In May, MalwareTech was portrayed as an “accidental hero” who determined that the WannaCry malware was connecting to an unregistered domain. He chose to register the domain, and WannaCry – fortuitously – stopped spreading.
MalwareTech received the praise of the National Cyber Security Centre (NCSC), part of the UK’s GCHQ intelligence agency, for his part in tackling WannaCry’s spread around the world.
The media went crazy, wanting to identify the young man who had saved the NHS, and it didn’t take long for them to name him as Marcus Hutchins, a young researcher based in South West England, working for a Los Angeles-based threat intelligence firm.
Hutchins made clear on social media that he was unhappy to be identified, seeming to prefer to work anonymously and arguing that his identity being made public could put him and loved ones in danger from the online criminals he worked against.
However, over time, Hutchins seems to have accepted that his fate – making multiple media appearances and seemingly growing to enjoy the spotlight and his new-found fame.
Now, Hutchins finds himself in the unwanted glare of the world again.
The Department of Justice has announced that it has charged Hutchins “for his role in creating and distributing the Kronos banking Trojan” – malware designed to drain online bank accounts.
In the indictment, Hutchins is charged with one count of conspiracy to commit computer fraud and abuse, three counts of distributing and advertising an electronic communication interception device, one count of endeavouring to intercept electronic communications, and one count of attempting to access a computer without authorisation.
The six-count indictment against Hutchins was filed on July 12, 2017, but only made public upon his arrest as he was preparing to leave Las Vegas to return to the UK.

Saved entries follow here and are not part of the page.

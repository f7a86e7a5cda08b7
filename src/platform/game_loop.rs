//! Fixed timestep game loop
//!
//! Each frame: measure elapsed time, feed pending input to the session, run
//! as many fixed ticks as the accumulator allows, then draw and present.
//! Termination is only checked between ticks.

use super::clock::Clock;
use super::{EventSource, InputEvent, Presenter};
use crate::audio::ToneSink;
use crate::consts::*;
use crate::renderer::VertexBatch;
use crate::sim::{self, GameSession};

/// How a run ended
#[derive(Debug, Clone, Copy, PartialEq)]
pub struct LoopSummary {
    pub frames: u64,
    pub ticks: u64,
    /// Simulated seconds
    pub elapsed: f32,
    pub score: u32,
    pub sequence_length: usize,
    pub terminated: bool,
}

pub struct GameLoop<C: Clock> {
    clock: C,
    accumulator: f32,
    frame: VertexBatch,
    max_frames: Option<u64>,
}

impl<C: Clock> GameLoop<C> {
    pub fn new(clock: C) -> Self {
        Self {
            clock,
            accumulator: 0.0,
            frame: VertexBatch::default(),
            max_frames: None,
        }
    }

    /// Stop after `frames` frames even if the game is still running
    pub fn with_frame_limit(mut self, frames: u64) -> Self {
        self.max_frames = Some(frames);
        self
    }

    pub fn clock(&self) -> &C {
        &self.clock
    }

    /// Run until the session terminates (or the frame limit is hit)
    pub fn run(
        &mut self,
        session: &mut GameSession,
        audio: &mut dyn ToneSink,
        events: &mut dyn EventSource,
        presenter: &mut dyn Presenter,
    ) -> LoopSummary {
        let mut inbox = Vec::new();
        let mut frames = 0u64;
        let mut ticks = 0u64;

        while !session.is_terminated() {
            if self.max_frames.is_some_and(|max| frames >= max) {
                log::warn!("Frame limit reached, stopping loop");
                break;
            }

            let dt = self.clock.frame_dt().min(MAX_FRAME_DT);

            events.poll(session, dt, &mut inbox);
            for event in inbox.drain(..) {
                match event {
                    InputEvent::Click(point) => {
                        session.handle_click(point, audio);
                    }
                    InputEvent::Close => session.close(),
                }
            }

            self.accumulator += dt;
            let mut substeps = 0;
            while self.accumulator >= SIM_DT && substeps < MAX_SUBSTEPS && !session.is_terminated() {
                sim::tick(session, SIM_DT, audio);
                self.accumulator -= SIM_DT;
                substeps += 1;
                ticks += 1;
            }

            for event in session.drain_events() {
                presenter.notify(&event);
            }

            session.draw(&mut self.frame);
            presenter.present(&self.frame);
            frames += 1;

            self.clock.pause();
        }

        let summary = LoopSummary {
            frames,
            ticks,
            elapsed: ticks as f32 * SIM_DT,
            score: session.rounds_completed(),
            sequence_length: session.sequence().len(),
            terminated: session.is_terminated(),
        };
        log::info!(
            "Loop finished after {} frames ({:.1}s): score {}",
            summary.frames,
            summary.elapsed,
            summary.score
        );
        summary
    }
}
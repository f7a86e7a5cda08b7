//! Game settings and preferences

use serde::{Deserialize, Serialize};

/// Demo auto-player tuning
#[derive(Debug, Clone, PartialEq, Serialize, Deserialize)]
#[serde(default)]
pub struct AutoplaySettings {
    /// Delay before each click once the buttons go dark (seconds)
    pub reaction_secs: f32,
    /// Press a wrong button once the sequence reaches this length (0 = never)
    pub mistake_at_length: usize,
}

impl Default for AutoplaySettings {
    fn default() -> Self {
        Self {
            reaction_secs: 0.3,
            mistake_at_length: 6,
        }
    }
}

/// Game settings/preferences
#[derive(Debug, Clone, PartialEq, Serialize, Deserialize)]
#[serde(default)]
pub struct Settings {
    // === Audio ===
    /// Master volume (0.0 - 1.0)
    pub master_volume: f32,
    /// Sound effects volume (0.0 - 1.0)
    pub sfx_volume: f32,
    pub muted: bool,

    // === Game ===
    /// Fixed run seed; a random one is drawn when absent
    pub seed: Option<u64>,

    // === Demo ===
    pub autoplay: AutoplaySettings,
}

impl Default for Settings {
    fn default() -> Self {
        Self {
            master_volume: 0.8,
            sfx_volume: 1.0,
            muted: false,
            seed: None,
            autoplay: AutoplaySettings::default(),
        }
    }
}

impl Settings {
    /// Parse settings from JSON. Missing fields take their defaults.
    pub fn from_json(json: &str) -> Result<Self, serde_json::Error> {
        let mut settings: Settings = serde_json::from_str(json)?;
        settings.master_volume = settings.master_volume.clamp(0.0, 1.0);
        settings.sfx_volume = settings.sfx_volume.clamp(0.0, 1.0);
        Ok(settings)
    }

    pub fn to_json(&self) -> Result<String, serde_json::Error> {
        serde_json::to_string_pretty(self)
    }

    /// Volume actually applied to tones
    pub fn effective_volume(&self) -> f32 {
        if self.muted {
            0.0
        } else {
            self.master_volume.clamp(0.0, 1.0) * self.sfx_volume.clamp(0.0, 1.0)
        }
    }

    /// Environment variable holding a JSON settings object
    pub const ENV_KEY: &'static str = "GENIUS_SETTINGS";

    /// Load settings from [`Self::ENV_KEY`], falling back to defaults
    pub fn load() -> Self {
        Self::load_from(std::env::var(Self::ENV_KEY).ok().as_deref())
    }

    /// Parse `json` if given; unparsable settings are logged and replaced by defaults
    pub fn load_from(json: Option<&str>) -> Self {
        let Some(json) = json else {
            log::info!("Using default settings");
            return Self::default();
        };
        match Self::from_json(json) {
            Ok(settings) => {
                log::info!("Loaded settings from {}", Self::ENV_KEY);
                settings
            }
            Err(e) => {
                log::warn!("Ignoring bad {}: {}", Self::ENV_KEY, e);
                Self::default()
            }
        }
    }
}
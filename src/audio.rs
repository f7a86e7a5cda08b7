//! Audio system
//!
//! Procedurally generated signal tones - no external files needed!
//! All tones are synthesized up front when the manager is created and handed
//! to an output backend on demand.

use std::f32::consts::TAU;

use crate::settings::Settings;
use crate::sim::SignalId;

/// Output sample rate (Hz)
pub const SAMPLE_RATE: u32 = 44_100;
/// Length of one signal tone (seconds)
pub const TONE_DURATION: f32 = 0.45;
/// Attack/release ramp length (seconds)
const ENVELOPE: f32 = 0.02;

/// Anything that can play a signal's tone.
///
/// Playback is fire-and-forget: no acknowledgement, no failure reported.
pub trait ToneSink {
    fn play(&mut self, signal: SignalId);
}

/// Device-side end of the audio path
pub trait ToneOutput {
    /// Queue samples for playback, mono, at [`SAMPLE_RATE`]
    fn submit(&mut self, signal: SignalId, samples: &[f32], volume: f32);
}

/// Output that only reports what it would play
#[derive(Debug, Default)]
pub struct LogOutput;

impl ToneOutput for LogOutput {
    fn submit(&mut self, signal: SignalId, samples: &[f32], volume: f32) {
        log::debug!(
            "tone {} ({} samples, volume {:.2})",
            signal,
            samples.len(),
            volume
        );
    }
}

/// A synthesized tone
#[derive(Debug, Clone)]
pub struct Tone {
    pub samples: Vec<f32>,
}

impl Tone {
    /// Sine tone with a linear attack/release envelope
    pub fn synthesize(frequency: f32, duration: f32) -> Self {
        let count = (duration * SAMPLE_RATE as f32) as usize;
        let ramp = ((ENVELOPE * SAMPLE_RATE as f32) as usize).max(1);
        let samples = (0..count)
            .map(|i| {
                let t = i as f32 / SAMPLE_RATE as f32;
                let attack = (i as f32 / ramp as f32).min(1.0);
                let release = ((count - i) as f32 / ramp as f32).min(1.0);
                (TAU * frequency * t).sin() * attack.min(release)
            })
            .collect();
        Self { samples }
    }
}

/// Audio manager for the game
pub struct AudioManager {
    output: Option<Box<dyn ToneOutput>>,
    tones: Vec<Tone>,
    /// Master * SFX volume, zero when muted
    volume: f32,
}

impl AudioManager {
    /// Synthesize every signal tone and take ownership of the output.
    ///
    /// With no output the manager still works, it just stays silent.
    pub fn new(settings: &Settings, output: Option<Box<dyn ToneOutput>>) -> Self {
        if output.is_none() {
            log::warn!("No audio output available - audio disabled");
        }
        let tones = SignalId::ALL
            .iter()
            .map(|id| Tone::synthesize(id.frequency(), TONE_DURATION))
            .collect();
        log::info!("Loaded {} signal tones", SignalId::ALL.len());
        Self {
            output,
            tones,
            volume: settings.effective_volume(),
        }
    }

    pub fn tone(&self, signal: SignalId) -> &Tone {
        &self.tones[signal.index()]
    }

    /// Release the output and the tone bank
    pub fn shutdown(mut self) {
        self.output.take();
        self.tones.clear();
        log::info!("Audio shut down");
    }
}

impl ToneSink for AudioManager {
    fn play(&mut self, signal: SignalId) {
        let vol = self.volume;
        if vol <= 0.0 {
            return;
        }
        let Some(output) = self.output.as_mut() else { return };
        output.submit(signal, &self.tones[signal.index()].samples, vol);
    }
}

/// Recording sink for tests
#[cfg(test)]
impl ToneSink for Vec<SignalId> {
    fn play(&mut self, signal: SignalId) {
        self.push(signal);
    }
}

The charges relate to alleged conduct occurring between July 2014 and July 2015, and further charges appear to involve the activities of another (as yet unnamed) individual.
The FBI says that it has been investigating the Kronos malware case for the last two years, but things appear to have sped up recently with the shutdown of the dark web marketplace AlphaBay in early July, where Kronos was allegedly listed and sold.
Of course, it’s right to presume that Hutchins is innocent unless later proven guilty. There is lots of speculation taking place online, and some amateur sleuths are hunting for “evidence” to support their suspicions one way or another.
Regardless of whether you are guilty or innocent, being held by law enforcement in a foreign country must be a chilling experience for any young man and his family.
What I can say is that if Hutchins is innocent, there will undoubtedly be many questions asked as to how the FBI could have got things so wrong, and the risk that damage will be done to the relationship between the computer security community and law enforcement.
If, on the other hand, Hutchins is found to be guilty…
Well… it’ll be one of the largest falls from hero to zero that the cybersecurity industry has ever seen. And we’ll all question what on earth he was thinking when he got on that plane to the United States.